To define whether the CD68 positive cells could arise from circulating macrophages, we performed immunoperoxidase staining for a specific macrophage marker, F4/80, and for CD68 on adjacent sections of caput epididymidis from 9-month-old lxrα;β−/− animals (Fig. 6A). Three types of cells were represented, i.e. either cells exclusively positive for CD68 (arrowheads) or F4/80 (stars), respectively, or cells positive for both markers (arrows). The foam cells in caput epididymidis from 9-month-old lxrα;β −/− males thus originated from both SMC transdifferentiation and macrophage infiltration. The same experiments were performed in young lxrα;β −/− males on HCD (Fig. 6B); no double-stained cells were observed, indicating that the foam cells had originated from transdifferentiating SMC only.

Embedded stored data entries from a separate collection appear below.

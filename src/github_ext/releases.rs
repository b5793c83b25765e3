use async_trait::async_trait;
use octocrab::{Octocrab, Result};
use serde::{Deserialize, Serialize};

use super::{Conditional, RestExt, enc};

#[derive(Debug, Clone, Default, PartialEq, Serialize, Deserialize)]
pub struct GitHubRelease {
    pub id: u64,
    pub node_id: String,
    pub tag_name: String,
    pub target_commitish: String,
    pub name: Option<String>,
    pub body: Option<String>,
    pub draft: bool,
    pub prerelease: bool,
    pub url: String,
    pub html_url: String,
    pub upload_url: String,
    pub assets_url: String,
    pub tarball_url: Option<String>,
    pub zipball_url: Option<String>,
    pub created_at: Option<String>,
    pub published_at: Option<String>,
}

#[derive(Debug, Clone, Default, PartialEq, Serialize)]
pub struct ReleaseRequest {
    pub tag_name: String,
    pub target_commitish: String,
    #[serde(skip_serializing_if = "Option::is_none")]
    pub name: Option<String>,
    #[serde(skip_serializing_if = "Option::is_none")]
    pub body: Option<String>,
    pub draft: bool,
    pub prerelease: bool,
    #[serde(skip_serializing_if = "Option::is_none")]
    pub generate_release_notes: Option<bool>,
    #[serde(skip_serializing_if = "Option::is_none")]
    pub discussion_category_name: Option<String>,
}

#[async_trait]
pub trait ReleaseExt {
    async fn create_release(&self, owner: &str, repo: &str, release: &ReleaseRequest) -> Result<GitHubRelease>;
    async fn get_release(&self, owner: &str, repo: &str, id: u64, etag: Option<&str>)
    -> anyhow::Result<Conditional<GitHubRelease>>;
    async fn update_release(&self, owner: &str, repo: &str, id: u64, release: &ReleaseRequest) -> Result<GitHubRelease>;
    async fn delete_release(&self, owner: &str, repo: &str, id: u64) -> Result<()>;
    async fn get_latest_release(&self, owner: &str, repo: &str) -> Result<GitHubRelease>;
    async fn get_release_by_tag(&self, owner: &str, repo: &str, tag: &str) -> Result<GitHubRelease>;
}

#[async_trait]
impl ReleaseExt for Octocrab {
    async fn create_release(&self, owner: &str, repo: &str, release: &ReleaseRequest) -> Result<GitHubRelease> {
        let route = format!("/repos/{}/{}/releases", owner, repo);
        self.post(route, Some(release)).await
    }

    async fn get_release(
        &self,
        owner: &str,
        repo: &str,
        id: u64,
        etag: Option<&str>,
    ) -> anyhow::Result<Conditional<GitHubRelease>> {
        let route = format!("/repos/{}/{}/releases/{}", owner, repo, id);
        self.get_conditional(route, etag).await
    }

    async fn update_release(&self, owner: &str, repo: &str, id: u64, release: &ReleaseRequest) -> Result<GitHubRelease> {
        let route = format!("/repos/{}/{}/releases/{}", owner, repo, id);
        self.patch(route, Some(release)).await
    }

    async fn delete_release(&self, owner: &str, repo: &str, id: u64) -> Result<()> {
        let route = format!("/repos/{}/{}/releases/{}", owner, repo, id);
        self.delete_no_content(route).await
    }

    async fn get_latest_release(&self, owner: &str, repo: &str) -> Result<GitHubRelease> {
        let route = format!("/repos/{}/{}/releases/latest", owner, repo);
        self.get(route, None::<&()>).await
    }

    async fn get_release_by_tag(&self, owner: &str, repo: &str, tag: &str) -> Result<GitHubRelease> {
        let route = format!("/repos/{}/{}/releases/tags/{}", owner, repo, enc(tag));
        self.get(route, None::<&()>).await
    }
}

Immunoperoxidase staining of CD68 and F4/80 in adjacent paraffin sections of (A) 9-month-old lxrα;β−/− mice and (B) 4-month-old lxrα;β−/− mice fed 1 month with high-cholesterol diet. Positive cells for CD68 only are indicated by an arrowhead, positive cells for F4/80 only are indicated by a star (*) and positive cells for both markers are indicated by an arrow, scale bars represent 10 µm, n = 3.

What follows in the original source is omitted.